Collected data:
----------

//! Per-paint geometry: where the mark and label go inside a target rectangle.

use crate::foundation::core::{Rect, Size};
use crate::foundation::geometry::{center_square, contain_fit, is_empty_area, lerp_rect};
use crate::logo::decoration::LogoDecoration;
use crate::logo::mark::MARK_EXTENT;

/// Intrinsic size of the mark-only layout.
pub const MARK_ONLY_SIZE: Size = Size::new(112.0, 112.0);
/// Intrinsic size of the horizontal layout.
pub const HORIZONTAL_SIZE: Size = Size::new(446.0, 112.0);
/// Intrinsic size of the stacked layout.
pub const STACKED_SIZE: Size = Size::new(290.0, 192.0);

/// Intrinsic size selected by the sign of `position`.
///
/// Magnitude is ignored, so the layout envelope snaps as soon as the position leaves zero.
pub fn intrinsic_size(position: f64) -> Size {
    if position > 0.0 {
        HORIZONTAL_SIZE
    } else if position < 0.0 {
        STACKED_SIZE
    } else {
        MARK_ONLY_SIZE
    }
}

/// Geometry resolved for one paint call.
#[derive(Clone, Copy, Debug, PartialEq, serde::Serialize)]
pub struct LogoFrame {
    /// Rectangle handed to the painter.
    pub target: Rect,
    /// `target` deflated by the decoration margin.
    pub canvas: Rect,
    /// Layout size chosen from the position sign.
    pub intrinsic_size: Size,
    /// `intrinsic_size` contain-fitted into `canvas`.
    pub fitted: Rect,
    /// Largest square centered in `canvas`.
    pub center_square: Rect,
    /// Square the mark occupies once the transition completes.
    pub logo_target_square: Rect,
    /// Square the mark is drawn into at this position.
    pub logo_square: Rect,
    /// Label box in label space.
    pub label_bounds: Rect,
    /// Signed morph position the frame was computed for.
    pub position: f64,
}

impl LogoFrame {
    /// Resolve the frame, or `None` when the margin leaves no paintable area.
    pub fn compute(decoration: &LogoDecoration, target: Rect, label_bounds: Rect) -> Option<Self> {
        let canvas = decoration.margin().deflate_rect(target);
        if is_empty_area(canvas) {
            return None;
        }

        let position = decoration.position();
        let intrinsic_size = intrinsic_size(position);
        let fitted = contain_fit(intrinsic_size, canvas);
        let center_square = center_square(canvas);

        let logo_target_square = if position > 0.0 {
            Rect::new(
                fitted.x0,
                fitted.y0,
                fitted.x0 + fitted.height(),
                fitted.y0 + fitted.height(),
            )
        } else if position < 0.0 {
            let side = fitted.height() * MARK_EXTENT / STACKED_SIZE.height;
            let x0 = fitted.center().x - side / 2.0;
            Rect::new(x0, fitted.y0, x0 + side, fitted.y0 + side)
        } else {
            center_square
        };

        let logo_square = lerp_rect(center_square, logo_target_square, position.abs());

        Some(Self {
            target,
            canvas,
            intrinsic_size,
            fitted,
            center_square,
            logo_target_square,
            logo_square,
            label_bounds,
            position,
        })
    }
}

#[cfg(test)]
#[path = "../../tests/unit/logo/layout.rs"]
mod tests;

----------

- _What the exercise asks_:
Scan the records for the string "None". Copy each line in which it appears.

- _Answer section_:
    /// Resolve the frame, or `None` when the margin leaves no paintable area.
            return None;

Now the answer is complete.